* _Problem details_
Copy out all lines bearing the word "brace" from the listing below.
*** Opening of Records for the task ***
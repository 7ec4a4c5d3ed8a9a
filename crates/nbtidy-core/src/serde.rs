//! Document (de)serialization with formatting that matches the input.
//!
//! Notebooks are written with the layout Python's `json.dump` produces:
//! `", "`/`": "` separators on a single line when no indent is set, `","`
//! and `": "` with newlines otherwise, and optional `\uXXXX` escaping of
//! every non-ASCII character.

use std::io;

use serde::Serialize;
use serde_json::ser::Formatter;

use crate::errors::{serde_error, ErrorInfo, NbError};
use crate::model::Document;

/// Indent used when writing a new file with no other hint.
pub const DEFAULT_INDENT: usize = 1;

/// Layout of a serialized document.
#[derive(Debug, Clone, Copy, PartialEq, Eq)]
pub struct JsonStyle {
    /// Spaces per nesting level; `None` writes a single line.
    pub indent: Option<usize>,
    /// Append `\n` after the closing brace.
    pub trailing_newline: bool,
    /// Escape every non-ASCII character.
    pub ensure_ascii: bool,
}

impl Default for JsonStyle {
    fn default() -> Self {
        Self {
            indent: Some(DEFAULT_INDENT),
            trailing_newline: true,
            ensure_ascii: false,
        }
    }
}

impl JsonStyle {
    /// Infers indent and trailing newline from serialized text.
    pub fn infer(text: &str) -> Result<Self, NbError> {
        Ok(Self {
            indent: infer_indent(text)?,
            trailing_newline: infer_trailing_newline(text),
            ensure_ascii: false,
        })
    }

    /// Applies explicit caller choices on top of this style.
    pub fn with_overrides(
        self,
        indent: Option<usize>,
        trailing_newline: Option<bool>,
        ensure_ascii: bool,
    ) -> Self {
        Self {
            indent: indent.or(self.indent),
            trailing_newline: trailing_newline.unwrap_or(self.trailing_newline),
            ensure_ascii,
        }
    }

    /// Fills a missing indent from the file about to be overwritten, falling
    /// back to [`DEFAULT_INDENT`].
    pub fn fill_indent_from(self, existing: Option<&str>) -> Result<Self, NbError> {
        if self.indent.is_some() {
            return Ok(self);
        }
        let inferred = match existing {
            Some(text) => infer_indent(text)?,
            None => None,
        };
        Ok(Self {
            indent: Some(inferred.unwrap_or(DEFAULT_INDENT)),
            ..self
        })
    }
}

/// Infers the indent of a serialized document.
///
/// A document whose opening brace is followed by a newline is indented by
/// the number of spaces starting the next line; any other JSON object is
/// single-line.
pub fn infer_indent(text: &str) -> Result<Option<usize>, NbError> {
    let Some(rest) = text.strip_prefix('{') else {
        let head: String = text.chars().take(30).collect();
        return Err(NbError::Malformed(
            ErrorInfo::new(
                "nbtidy.infer_indent",
                format!("cannot infer indent from non-JSON input beginning with {head:?}"),
            )
            .with_hint("notebooks must be JSON objects"),
        ));
    };
    match rest.strip_prefix('\n') {
        Some(body) => Ok(Some(body.bytes().take_while(|byte| *byte == b' ').count())),
        None => Ok(None),
    }
}

/// Returns true if the text ends with a newline.
pub fn infer_trailing_newline(text: &str) -> bool {
    text.ends_with('\n')
}

/// Parses a notebook document.
pub fn from_json_str(text: &str) -> Result<Document, NbError> {
    serde_json::from_str(text).map_err(|err| {
        NbError::Malformed(
            ErrorInfo::new("nbtidy.json_deserialize", err.to_string())
                .with_context("line", err.line().to_string())
                .with_context("column", err.column().to_string()),
        )
    })
}

/// Serializes any value with the given layout.
pub fn to_json_string<T: Serialize + ?Sized>(value: &T, style: &JsonStyle) -> Result<String, NbError> {
    let mut buf = Vec::new();
    let mut ser = serde_json::Serializer::with_formatter(&mut buf, NotebookFormatter::new(style));
    value
        .serialize(&mut ser)
        .map_err(|err| serde_error("nbtidy.json_serialize", err))?;
    if style.trailing_newline {
        buf.push(b'\n');
    }
    String::from_utf8(buf).map_err(|err| serde_error("nbtidy.json_utf8", err))
}

struct NotebookFormatter {
    indent: Option<Vec<u8>>,
    ensure_ascii: bool,
    level: usize,
    has_value: bool,
}

impl NotebookFormatter {
    fn new(style: &JsonStyle) -> Self {
        Self {
            indent: style.indent.map(|width| vec![b' '; width]),
            ensure_ascii: style.ensure_ascii,
            level: 0,
            has_value: false,
        }
    }

    fn newline<W: ?Sized + io::Write>(&self, writer: &mut W) -> io::Result<()> {
        if let Some(indent) = &self.indent {
            writer.write_all(b"\n")?;
            for _ in 0..self.level {
                writer.write_all(indent)?;
            }
        }
        Ok(())
    }

    fn open<W: ?Sized + io::Write>(&mut self, writer: &mut W, token: &[u8]) -> io::Result<()> {
        self.level += 1;
        self.has_value = false;
        writer.write_all(token)
    }

    fn close<W: ?Sized + io::Write>(&mut self, writer: &mut W, token: &[u8]) -> io::Result<()> {
        self.level -= 1;
        if self.has_value {
            self.newline(writer)?;
        }
        writer.write_all(token)
    }

    fn item<W: ?Sized + io::Write>(&mut self, writer: &mut W, first: bool) -> io::Result<()> {
        if !first {
            let separator: &[u8] = if self.indent.is_some() { b"," } else { b", " };
            writer.write_all(separator)?;
        }
        self.newline(writer)
    }
}

impl Formatter for NotebookFormatter {
    fn begin_array<W: ?Sized + io::Write>(&mut self, writer: &mut W) -> io::Result<()> {
        self.open(writer, b"[")
    }

    fn end_array<W: ?Sized + io::Write>(&mut self, writer: &mut W) -> io::Result<()> {
        self.close(writer, b"]")
    }

    fn begin_array_value<W: ?Sized + io::Write>(
        &mut self,
        writer: &mut W,
        first: bool,
    ) -> io::Result<()> {
        self.item(writer, first)
    }

    fn end_array_value<W: ?Sized + io::Write>(&mut self, _writer: &mut W) -> io::Result<()> {
        self.has_value = true;
        Ok(())
    }

    fn begin_object<W: ?Sized + io::Write>(&mut self, writer: &mut W) -> io::Result<()> {
        self.open(writer, b"{")
    }

    fn end_object<W: ?Sized + io::Write>(&mut self, writer: &mut W) -> io::Result<()> {
        self.close(writer, b"}")
    }

    fn begin_object_key<W: ?Sized + io::Write>(
        &mut self,
        writer: &mut W,
        first: bool,
    ) -> io::Result<()> {
        self.item(writer, first)
    }

    fn begin_object_value<W: ?Sized + io::Write>(&mut self, writer: &mut W) -> io::Result<()> {
        writer.write_all(b": ")
    }

    fn end_object_value<W: ?Sized + io::Write>(&mut self, _writer: &mut W) -> io::Result<()> {
        self.has_value = true;
        Ok(())
    }

    fn write_string_fragment<W: ?Sized + io::Write>(
        &mut self,
        writer: &mut W,
        fragment: &str,
    ) -> io::Result<()> {
        if !self.ensure_ascii {
            return writer.write_all(fragment.as_bytes());
        }
        let mut units = [0u16; 2];
        for ch in fragment.chars() {
            if (' '..='~').contains(&ch) {
                writer.write_all(&[ch as u8])?;
            } else {
                for unit in ch.encode_utf16(&mut units) {
                    write!(writer, "\\u{:04x}", unit)?;
                }
            }
        }
        Ok(())
    }
}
*** Close of Records for the task ***
* _Solution to the problem_
    /// Append `\n` after the closing brace.
/// A document whose opening brace is followed by a newline is indented by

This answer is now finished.